The must consciously ans repetitively shush that voice of reason. Then, after all that, they manage to go even further. Let’s zoom out for a second to appreciate the absurdity of the situation. Someone who has just finished scouring the dictionary for words deemed immoral, utilising a standard that would put even the most dedicated puritan to shame, now sits behind their desks and takes the time to write an actual handwritten letter utilising their freshly and painstakingly gathered information. Enraged, I reckon, for the red lettered filth by their own hand written. And this is the frame of mind in which they probably read it over a couple of times, checking for spelling mistakes, therefore unable to see the undeniable irony of writing all these words they condemn so deeply, for people all over the country to read. This should be another chance to favour a moment of reflection. However, they are already in too deep, and now can only live with themselves thinking the end justifies the means.
Then there’s the moment when they walk downstairs proudly waving that letter, already in its envelope.

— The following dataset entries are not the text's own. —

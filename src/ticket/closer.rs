//! Delayed ticket deletion
//!
//! Closing a ticket deletes its channel after a grace period unless someone
//! asks to keep it open first.

use crate::scheduler::DelayedTasks;
use std::future::Future;
use std::time::Duration;

/// Grace period between `ticket close` and channel deletion
pub const CLOSE_DELAY: Duration = Duration::from_secs(600);

/// Pending ticket deletions keyed by channel id
#[derive(Clone, Debug)]
pub struct TicketCloser {
    timers: DelayedTasks<u64>,
    delay: Duration,
}

impl Default for TicketCloser {
    fn default() -> Self {
        Self::new(CLOSE_DELAY)
    }
}

impl TicketCloser {
    #[must_use]
    pub fn new(delay: Duration) -> Self {
        Self {
            timers: DelayedTasks::new(),
            delay,
        }
    }

    #[must_use]
    pub fn delay(&self) -> Duration {
        self.delay
    }

    /// Run `action` once the close delay passes; `true` if an earlier close was replaced
    pub fn close_with<F>(&self, channel_id: u64, action: F) -> bool
    where
        F: Future<Output = ()> + Send + 'static,
    {
        let replaced = self.timers.is_scheduled(&channel_id);
        self.timers.schedule(channel_id, self.delay, action);
        replaced
    }

    /// Keep the ticket open; `false` if no close was pending
    pub fn keep(&self, channel_id: u64) -> bool {
        self.timers.cancel(&channel_id)
    }

    #[must_use]
    pub fn is_closing(&self, channel_id: u64) -> bool {
        self.timers.is_scheduled(&channel_id)
    }
}
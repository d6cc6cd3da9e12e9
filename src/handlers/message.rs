//! Message classification for the filters and message-based categories

use crate::moderation::{AutoModSettings, detect};

/// The parts of a message the detectors look at
#[derive(Debug, Clone, Copy, Default)]
pub struct MessageFacts<'a> {
    pub content: &'a str,
    pub user_mentions: usize,
    pub role_mentions: usize,
    pub mentions_everyone: bool,
}

/// A filter that removes the message outright
#[derive(Debug, Clone, PartialEq, Eq)]
pub enum FilterHit {
    BlacklistedWord(String),
    RepeatedToken(usize),
}

impl FilterHit {
    #[must_use]
    pub fn reason(&self) -> String {
        match self {
            Self::BlacklistedWord(word) => format!("blacklisted word `{word}`"),
            Self::RepeatedToken(count) => format!("a word repeated {count} times"),
        }
    }
}

/// What a single message triggered
#[derive(Debug, Clone, Default, PartialEq, Eq)]
pub struct Assessment {
    pub filter: Option<FilterHit>,
    pub has_link: bool,
    pub mentions: usize,
}

/// Run the detectors over one message
///
/// Word and repeat filters only apply when their auto-mod switch is on.
#[must_use]
pub fn assess(automod: &AutoModSettings, facts: &MessageFacts<'_>) -> Assessment {
    let filter = if !automod.enabled {
        None
    } else if let Some(word) = automod
        .words
        .enabled
        .then(|| detect::find_blacklisted(facts.content, &automod.words.list))
        .flatten()
    {
        Some(FilterHit::BlacklistedWord(word.to_string()))
    } else if automod.repeat.enabled {
        let repeats = detect::max_token_repeat(facts.content);
        (repeats >= automod.repeat.min_repeats as usize).then_some(FilterHit::RepeatedToken(repeats))
    } else {
        None
    };

    Assessment {
        filter,
        has_link: detect::contains_link(facts.content),
        mentions: detect::mention_count(
            facts.user_mentions,
            facts.role_mentions,
            facts.mentions_everyone,
        ),
    }
}

#[cfg(test)]
mod tests {
    use super::*;

    fn automod() -> AutoModSettings {
        let mut settings = AutoModSettings::default();
        settings.words.enabled = true;
        settings.words.list = vec!["scam".to_string()];
        settings.repeat.enabled = true;
        settings.repeat.min_repeats = 3;
        settings
    }

    fn text(content: &str) -> MessageFacts<'_> {
        MessageFacts {
            content,
            ..MessageFacts::default()
        }
    }

    #[test]
    fn test_blacklisted_word_wins_over_repeat() {
        let assessment = assess(&automod(), &text("SCAM scam scam"));
        assert_eq!(
            assessment.filter,
            Some(FilterHit::BlacklistedWord("scam".to_string()))
        );
    }

    #[test]
    fn test_repeat_threshold() {
        assert_eq!(assess(&automod(), &text("hi hi")).filter, None);
        assert_eq!(
            assess(&automod(), &text("hi Hi HI")).filter,
            Some(FilterHit::RepeatedToken(3))
        );
    }

    #[test]
    fn test_disabled_filters() {
        let mut settings = automod();
        settings.enabled = false;
        assert_eq!(assess(&settings, &text("scam scam scam")).filter, None);

        let mut settings = automod();
        settings.words.enabled = false;
        settings.repeat.enabled = false;
        assert_eq!(assess(&settings, &text("scam scam scam")).filter, None);
    }

    #[test]
    fn test_links_and_mentions_always_reported() {
        let mut settings = automod();
        settings.enabled = false;
        let facts = MessageFacts {
            content: "join discord.gg/abc",
            user_mentions: 2,
            role_mentions: 1,
            mentions_everyone: true,
        };

        let assessment = assess(&settings, &facts);
        assert!(assessment.has_link);
        assert_eq!(assessment.mentions, 4);
    }

    #[test]
    fn test_filter_reason() {
        assert_eq!(
            FilterHit::BlacklistedWord("scam".to_string()).reason(),
            "blacklisted word `scam`"
        );
        assert_eq!(FilterHit::RepeatedToken(6).reason(), "a word repeated 6 times");
    }
}
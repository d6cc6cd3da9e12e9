//! Best-effort repairs for the side effects of a violation

use super::{EnforcementError, EnforcementResult};
use poise::serenity_prelude::{
    ChannelId, ChannelType, CreateChannel, CreateWebhook, EditRole, GuildId, Http, MessageId,
    RoleId, UserId, WebhookId,
};
use tracing::info;

const REASON: &str = "Anti-nuke remediation";

/// What to undo after an enforcement fires
#[derive(Debug, Clone, PartialEq, Eq)]
pub enum Remediation {
    DeleteChannel(u64),
    RestoreChannel {
        name: String,
        kind: ChannelType,
        parent: Option<u64>,
    },
    DeleteRole(u64),
    RestoreRole {
        name: String,
        colour: u32,
        hoist: bool,
        mentionable: bool,
    },
    DeleteWebhook(u64),
    RestoreWebhook {
        channel: u64,
        name: String,
    },
    /// Remove a member, used for bots added by an offender
    KickMember(u64),
    DeleteMessages {
        channel: u64,
        messages: Vec<u64>,
    },
}

impl Remediation {
    /// Short label for logs and reports
    #[must_use]
    pub fn describe(&self) -> String {
        match self {
            Self::DeleteChannel(id) => format!("delete channel {id}"),
            Self::RestoreChannel { name, .. } => format!("restore channel #{name}"),
            Self::DeleteRole(id) => format!("delete role {id}"),
            Self::RestoreRole { name, .. } => format!("restore role @{name}"),
            Self::DeleteWebhook(id) => format!("delete webhook {id}"),
            Self::RestoreWebhook { name, .. } => format!("restore webhook {name}"),
            Self::KickMember(id) => format!("kick member {id}"),
            Self::DeleteMessages { messages, .. } => format!("delete {} messages", messages.len()),
        }
    }

    /// Apply the repair through the Discord API
    pub async fn apply(&self, http: &Http, guild_id: GuildId) -> EnforcementResult<()> {
        info!("Remediation in guild {guild_id}: {}", self.describe());

        match self {
            Self::DeleteChannel(id) => {
                ChannelId::new(*id).delete(http).await?;
            }
            Self::RestoreChannel { name, kind, parent } => {
                let mut builder = CreateChannel::new(name.as_str())
                    .kind(*kind)
                    .audit_log_reason(REASON);
                if let Some(parent) = parent {
                    builder = builder.category(ChannelId::new(*parent));
                }
                guild_id.create_channel(http, builder).await?;
            }
            Self::DeleteRole(id) => {
                guild_id.delete_role(http, RoleId::new(*id)).await?;
            }
            Self::RestoreRole {
                name,
                colour,
                hoist,
                mentionable,
            } => {
                let builder = EditRole::new()
                    .name(name.as_str())
                    .colour(*colour)
                    .hoist(*hoist)
                    .mentionable(*mentionable)
                    .audit_log_reason(REASON);
                guild_id.create_role(http, builder).await?;
            }
            Self::DeleteWebhook(id) => {
                http.delete_webhook(WebhookId::new(*id), Some(REASON)).await?;
            }
            Self::RestoreWebhook { channel, name } => {
                ChannelId::new(*channel)
                    .create_webhook(http, CreateWebhook::new(name.as_str()).audit_log_reason(REASON))
                    .await?;
            }
            Self::KickMember(id) => {
                guild_id.kick_with_reason(http, UserId::new(*id), REASON).await?;
            }
            Self::DeleteMessages { channel, messages } => {
                let channel = ChannelId::new(*channel);
                let ids: Vec<MessageId> = messages.iter().copied().map(MessageId::new).collect();
                match ids.as_slice() {
                    [] => {
                        return Err(EnforcementError::ValidationFailed(
                            "No messages to delete".to_string(),
                        ));
                    }
                    [single] => channel.delete_message(http, *single).await?,
                    _ => {
                        // Bulk delete accepts 2..=100 ids per request
                        for chunk in ids.chunks(100) {
                            if let [single] = chunk {
                                channel.delete_message(http, *single).await?;
                            } else {
                                channel.delete_messages(http, chunk).await?;
                            }
                        }
                    }
                }
            }
        }

        Ok(())
    }
}

#[cfg(test)]
mod tests {
    use super::*;

    #[test]
    fn test_describe() {
        assert_eq!(Remediation::DeleteChannel(5).describe(), "delete channel 5");
        assert_eq!(
            Remediation::RestoreRole {
                name: "mods".to_string(),
                colour: 0,
                hoist: false,
                mentionable: false,
            }
            .describe(),
            "restore role @mods"
        );
        assert_eq!(
            Remediation::DeleteMessages {
                channel: 1,
                messages: vec![1, 2, 3],
            }
            .describe(),
            "delete 3 messages"
        );
    }
}
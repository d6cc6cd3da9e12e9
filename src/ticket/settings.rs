//! Ticket panel settings and channel naming

use serde::{Deserialize, Serialize};

pub const DEFAULT_TITLE: &str = "Ticket Help";
pub const DEFAULT_DESCRIPTION: &str = "Press the button below to open a private ticket with staff.";
pub const DEFAULT_BUTTON_LABEL: &str = "Create Ticket";
/// Category created by `ticket set` when none is given
pub const CATEGORY_NAME: &str = "Tickets";
/// Panel channel created by `ticket set` when none is given
pub const PANEL_CHANNEL_NAME: &str = "ticket-panel";

const NAME_MARKER: &str = "-ticket-";
const MAX_SLUG_LEN: usize = 32;

fn default_title() -> String {
    DEFAULT_TITLE.to_string()
}

fn default_description() -> String {
    DEFAULT_DESCRIPTION.to_string()
}

fn default_button_label() -> String {
    DEFAULT_BUTTON_LABEL.to_string()
}

/// Ticket system settings for one guild, stored with the guild configuration
#[derive(Debug, Clone, PartialEq, Eq, Serialize, Deserialize)]
pub struct TicketSettings {
    /// Set by `ticket set`; every other ticket setting requires it
    #[serde(default)]
    pub configured: bool,
    #[serde(default)]
    pub category_id: Option<u64>,
    #[serde(default)]
    pub panel_channel_id: Option<u64>,
    #[serde(default)]
    pub panel_message_id: Option<u64>,
    #[serde(default = "default_title")]
    pub title: String,
    #[serde(default = "default_description")]
    pub description: String,
    #[serde(default = "default_button_label")]
    pub button_label: String,
    /// Role pinged on new tickets and allowed to claim, close and delete them
    #[serde(default)]
    pub mod_role: Option<u64>,
    #[serde(default)]
    pub log_channel_id: Option<u64>,
}

impl Default for TicketSettings {
    fn default() -> Self {
        Self {
            configured: false,
            category_id: None,
            panel_channel_id: None,
            panel_message_id: None,
            title: default_title(),
            description: default_description(),
            button_label: default_button_label(),
            mod_role: None,
            log_channel_id: None,
        }
    }
}

impl TicketSettings {
    /// Fresh settings for a panel in `panel_channel_id` under `category_id`
    #[must_use]
    pub fn configure(category_id: u64, panel_channel_id: u64) -> Self {
        Self {
            configured: true,
            category_id: Some(category_id),
            panel_channel_id: Some(panel_channel_id),
            ..Self::default()
        }
    }

    /// Panel message text
    #[must_use]
    pub fn panel_text(&self) -> String {
        format!("**{}**\n{}", self.title, self.description)
    }
}

/// Lowercase ASCII slug of a username, `"user"` when nothing usable remains
#[must_use]
pub fn slugify(name: &str) -> String {
    let mut slug = String::with_capacity(name.len());
    for c in name.to_lowercase().chars() {
        if c.is_ascii_alphanumeric() {
            slug.push(c);
        } else if !slug.ends_with('-') {
            slug.push('-');
        }
    }
    let slug: String = slug.trim_matches('-').chars().take(MAX_SLUG_LEN).collect();
    let slug = slug.trim_end_matches('-');
    if slug.is_empty() {
        "user".to_string()
    } else {
        slug.to_string()
    }
}

/// Channel name for a ticket opened by `user_id`
#[must_use]
pub fn channel_name(username: &str, user_id: u64) -> String {
    format!("{}{NAME_MARKER}{user_id}", slugify(username))
}

/// User who opened the ticket channel `name`, if it is one
#[must_use]
pub fn ticket_opener(name: &str) -> Option<u64> {
    let (_, id) = name.rsplit_once(NAME_MARKER)?;
    id.parse().ok().filter(|&id| id != 0)
}

#[cfg(test)]
mod tests {
    use super::*;

    #[test]
    fn test_slugify() {
        assert_eq!(slugify("Alice"), "alice");
        assert_eq!(slugify("mr. Bean__42"), "mr-bean-42");
        assert_eq!(slugify("--x--"), "x");
        assert_eq!(slugify("日本"), "user");
        assert_eq!(slugify(&"a".repeat(50)).len(), MAX_SLUG_LEN);
    }

    #[test]
    fn test_channel_name_round_trips_opener() {
        let name = channel_name("Alice Smith", 4242);
        assert_eq!(name, "alice-smith-ticket-4242");
        assert_eq!(ticket_opener(&name), Some(4242));
    }

    #[test]
    fn test_non_ticket_channels() {
        assert_eq!(ticket_opener("general"), None);
        assert_eq!(ticket_opener(PANEL_CHANNEL_NAME), None);
        assert_eq!(ticket_opener("ticket-logs"), None);
        assert_eq!(ticket_opener("bob-ticket-abc"), None);
        assert_eq!(ticket_opener("bob-ticket-0"), None);
    }

    #[test]
    fn test_settings_defaults_from_empty_yaml() {
        let settings: TicketSettings = serde_yaml::from_str("{}").unwrap();
        assert_eq!(settings, TicketSettings::default());
        assert!(!settings.configured);
        assert_eq!(settings.button_label, DEFAULT_BUTTON_LABEL);
    }

    #[test]
    fn test_configure() {
        let settings = TicketSettings::configure(1, 2);
        assert!(settings.configured);
        assert_eq!(settings.category_id, Some(1));
        assert_eq!(settings.panel_channel_id, Some(2));
        assert_eq!(settings.panel_message_id, None);
        assert_eq!(settings.panel_text(), format!("**{DEFAULT_TITLE}**\n{DEFAULT_DESCRIPTION}"));
    }
}
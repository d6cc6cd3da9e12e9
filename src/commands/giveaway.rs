use super::{can_configure, scope_id};
use crate::duration::parse_duration;
use crate::giveaway::{ENTRY_EMOJI, GiveawayError, GiveawayRecord, MAX_WINNERS, announcement};
use crate::{Context, Error};
use chrono::Utc;
use poise::serenity_prelude::{CreateMessage, ReactionType};
use std::sync::Arc;

/// Timed giveaways
#[poise::command(
    prefix_command,
    slash_command,
    guild_only,
    check = "can_configure",
    subcommands("start", "end", "cancel", "reroll", "info"),
    subcommand_required
)]
pub async fn giveaway(_ctx: Context<'_>) -> Result<(), Error> {
    Ok(())
}

fn parse_message_id(raw: &str) -> Option<u64> {
    raw.trim().parse().ok().filter(|&id| id != 0)
}

fn opening_text(prize: &str, winners: u32, ends_at: i64, host_id: u64) -> String {
    format!(
        "{ENTRY_EMOJI} **GIVEAWAY** {ENTRY_EMOJI}\n**{prize}**\nWinners: {winners}\nEnds <t:{ends_at}:R>\nHosted by <@{host_id}>\nReact with {ENTRY_EMOJI} to enter!"
    )
}

/// Reply for a failed lookup or transition
async fn report(ctx: Context<'_>, error: GiveawayError) -> Result<(), Error> {
    match error {
        GiveawayError::Io(_) | GiveawayError::Yaml(_) => Err(error.into()),
        other => {
            ctx.say(other.to_string()).await?;
            Ok(())
        }
    }
}

/// Start a giveaway in this channel
#[poise::command(prefix_command, slash_command, guild_only, check = "can_configure")]
pub async fn start(
    ctx: Context<'_>,
    #[description = "How long it runs, e.g. 1h or 2d"] duration: String,
    #[description = "Number of winners (1-10)"] winners: u32,
    #[description = "What is being given away"]
    #[rest]
    prize: String,
) -> Result<(), Error> {
    let Some(length) = parse_duration(&duration) else {
        ctx.say("Provide a duration such as `30m`, `1h` or `2d`.")
            .await?;
        return Ok(());
    };
    if !(1..=MAX_WINNERS).contains(&winners) {
        ctx.say(format!("Winners must be between 1 and {MAX_WINNERS}."))
            .await?;
        return Ok(());
    }

    let guild_id = scope_id(ctx)?;
    let host_id = ctx.author().id.get();
    let ends_at = Utc::now() + chrono::Duration::from_std(length)?;

    let http = Arc::clone(&ctx.serenity_context().http);
    let message = ctx
        .channel_id()
        .send_message(
            &http,
            CreateMessage::new().content(opening_text(&prize, winners, ends_at.timestamp(), host_id)),
        )
        .await?;
    message
        .react(&http, ReactionType::Unicode(ENTRY_EMOJI.to_string()))
        .await?;

    let record = GiveawayRecord::new(
        message.id.get(),
        guild_id,
        ctx.channel_id().get(),
        host_id,
        prize,
        winners,
        ends_at,
    )?;
    ctx.data().giveaways.start(http, record).await?;

    if ctx.prefix() == "/" {
        ctx.send(poise::CreateReply::default().content("Giveaway started.").ephemeral(true))
            .await?;
    }
    Ok(())
}

/// End a giveaway now and draw its winners
#[poise::command(prefix_command, slash_command, guild_only, check = "can_configure")]
pub async fn end(
    ctx: Context<'_>,
    #[description = "Giveaway message id"] message_id: String,
) -> Result<(), Error> {
    let Some(message_id) = parse_message_id(&message_id) else {
        ctx.say("Provide the giveaway's message id.").await?;
        return Ok(());
    };
    let guild_id = scope_id(ctx)?;
    match ctx
        .data()
        .giveaways
        .conclude(&ctx.serenity_context().http, guild_id, message_id)
        .await
    {
        Ok(record) => {
            ctx.say(format!("Ended the giveaway for **{}**.", record.prize))
                .await?;
            Ok(())
        }
        Err(e) => report(ctx, e).await,
    }
}

/// Cancel a running giveaway without drawing winners
#[poise::command(prefix_command, slash_command, guild_only, check = "can_configure")]
pub async fn cancel(
    ctx: Context<'_>,
    #[description = "Giveaway message id"] message_id: String,
) -> Result<(), Error> {
    let Some(message_id) = parse_message_id(&message_id) else {
        ctx.say("Provide the giveaway's message id.").await?;
        return Ok(());
    };
    match ctx.data().giveaways.cancel(scope_id(ctx)?, message_id).await {
        Ok(()) => {
            ctx.say("Giveaway cancelled.").await?;
            Ok(())
        }
        Err(e) => report(ctx, e).await,
    }
}

/// Draw new winners for an ended giveaway
#[poise::command(prefix_command, slash_command, guild_only, check = "can_configure")]
pub async fn reroll(
    ctx: Context<'_>,
    #[description = "Giveaway message id"] message_id: String,
) -> Result<(), Error> {
    let Some(message_id) = parse_message_id(&message_id) else {
        ctx.say("Provide the giveaway's message id.").await?;
        return Ok(());
    };
    match ctx.data().giveaways.reroll(scope_id(ctx)?, message_id).await {
        Ok(record) => {
            ctx.say(announcement(&record, true)).await?;
            Ok(())
        }
        Err(e) => report(ctx, e).await,
    }
}

/// Show a giveaway's state and entrant count
#[poise::command(prefix_command, slash_command, guild_only, check = "can_configure")]
pub async fn info(
    ctx: Context<'_>,
    #[description = "Giveaway message id"] message_id: String,
) -> Result<(), Error> {
    let guild_id = scope_id(ctx)?;
    let record = parse_message_id(&message_id)
        .and_then(|id| ctx.data().giveaways.store().get_in(guild_id, id));
    let Some(record) = record else {
        ctx.say("No giveaway found for that message.").await?;
        return Ok(());
    };
    ctx.say(info_text(&record)).await?;
    Ok(())
}

fn info_text(record: &GiveawayRecord) -> String {
    let mut text = format!(
        "**{}** ({})\nHost: <@{}>\nEntrants: {}\nWinners: {}\nEnds <t:{}:R>",
        record.prize,
        record.state,
        record.host_id,
        record.entrants.len(),
        record.winner_count,
        record.ends_at.timestamp()
    );
    if !record.winners.is_empty() {
        let mentions: Vec<String> = record.winners.iter().map(|id| format!("<@{id}>")).collect();
        text.push_str(&format!("\nDrawn: {}", mentions.join(" ")));
    }
    text
}
//! Human duration parsing for commands (`30s`, `10m`, `1h30m`, `2 days`)

use std::time::Duration;

/// Parse a whole string such as `"10m"`, `"1h 30m"` or `"2 hours"`
#[must_use]
pub fn parse_duration(text: &str) -> Option<Duration> {
    let compact: String = text
        .trim()
        .to_lowercase()
        .chars()
        .filter(|c| !c.is_whitespace())
        .collect();
    if compact.is_empty() {
        return None;
    }
    humantime::parse_duration(&compact).ok()
}

/// Find the first duration embedded in free text, e.g. `"timeout 5m please"`
///
/// A bare number followed by a unit word (`"1 hour"`) is read as one duration.
#[must_use]
pub fn find_duration(text: &str) -> Option<Duration> {
    let tokens: Vec<&str> = text.split_whitespace().collect();
    tokens.iter().enumerate().find_map(|(i, token)| {
        if token.chars().all(|c| c.is_ascii_digit()) {
            let unit = tokens.get(i + 1)?;
            parse_duration(&format!("{token}{unit}"))
        } else {
            parse_duration(token)
        }
    })
}

/// Render seconds compactly, largest unit first (`"1h 5m"`)
#[must_use]
pub fn format_seconds(total: u64) -> String {
    humantime::format_duration(Duration::from_secs(total)).to_string()
}

#[cfg(test)]
mod tests {
    use super::*;

    #[test]
    fn test_parse_units() {
        assert_eq!(parse_duration("30s"), Some(Duration::from_secs(30)));
        assert_eq!(parse_duration("10m"), Some(Duration::from_secs(600)));
        assert_eq!(parse_duration("2 hours"), Some(Duration::from_secs(7_200)));
        assert_eq!(parse_duration("1d"), Some(Duration::from_secs(86_400)));
        assert_eq!(parse_duration("5MIN"), Some(Duration::from_secs(300)));
    }

    #[test]
    fn test_parse_compound() {
        assert_eq!(parse_duration("1h30m"), Some(Duration::from_secs(5_400)));
        assert_eq!(parse_duration("1h 30m"), Some(Duration::from_secs(5_400)));
        assert_eq!(parse_duration("2days 4h"), Some(Duration::from_secs(187_200)));
    }

    #[test]
    fn test_parse_rejects_garbage() {
        assert_eq!(parse_duration(""), None);
        assert_eq!(parse_duration("ten minutes"), None);
        assert_eq!(parse_duration("10"), None);
        assert_eq!(parse_duration("10m extra"), None);
    }

    #[test]
    fn test_find_embedded() {
        assert_eq!(
            find_duration("mass ban timeout 5m"),
            Some(Duration::from_secs(300))
        );
        assert_eq!(
            find_duration("link enable 2 timeout 1 hour"),
            Some(Duration::from_secs(3_600))
        );
        assert_eq!(find_duration("link enable 2 kick"), None);
        assert_eq!(find_duration("link enable 2"), None);
    }

    #[test]
    fn test_format_seconds() {
        assert_eq!(format_seconds(0), "0s");
        assert_eq!(format_seconds(120), "2m");
        assert_eq!(format_seconds(3_905), "1h 5m 5s");
        assert_eq!(format_seconds(90_000), "1day 1h");
    }
}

“Debra, I’m gonna tell ‘em!”
And Debra also doesn’t offer a voice of reason. Debra doesn’t even look up from her crossword puzzle and says:
“That’s nice, honey.”
And so they walk on. Toward the mailbox. With a letter of Don Quixote-like insanity that bears their full name and address as a sign of sacred dedication. And even then I reckon they still could be sobered up by the fresh air, experiencing a moment of clarity, actually seeing the ridiculousness of the entire situation. Another chance at self-reflection. And then still, lastly, there is still one moment of possible hesitation and contemplation left, the moment where they slide that letter into the mailbox’s slit and fate is finally out of their hands.
These people exist.
There are around eight decision making moments in this what is the shortest summary of necessary circumstances wherein the windmill chasing self-proclaimed virtuous crusader decides against better judgement. Eight decision making moments in an entire day of living dedicated to removing the word ‘nipple’ from the national dictionary’s latest edition. That was then. And this was when solely the utmost madly bigoted, self-righteous, and oblivious otherworldly specimen of human could seep through the filters of media consumption. Offered a platform for nothing other than editorial shits and giggles. 
Now these people have internet:
Write, post.
Two decision making moments. And when the internet gets to me with narratives belonging to the eighteen-forties, I think of all the like-minded martyrs who in the time of ancient media went through all those steps aforementioned, only to bail out at the very last second of actually dropping off that dumb-ass letter in the mailbox. I think of the time when seven chances at contemplation was enough to save us from a mind-numbing display of mental deterioration. I imagine how vast this stiff-bourgeois crowd gets with every fewer necessary step. When the threshold has been lowered to merely two moments of chanced contemplation and reasoning.
When I sink back in my chair and groan like a dog growls when a random person passes the window, I make myself remember that who we are dealing with are non-threatening, hilarious crazies. Red pencil wielding dictionary condemners who have been shaken free from the threshold of effort. And I think we all tend to forget that. We forget to laugh at them. Laugh at them with all our hearts, shaking our heads simultaneously. We forget we are witnessing rarities. And must not allow ourselves to be cursed into taking the windmill chasers riding under the flag of anonymity seriously. When we forget to laugh at human absurdity, we become part of the joke ourselves. So let’s go out and wield some ‘lol’s and ‘tears of joy’-emojis.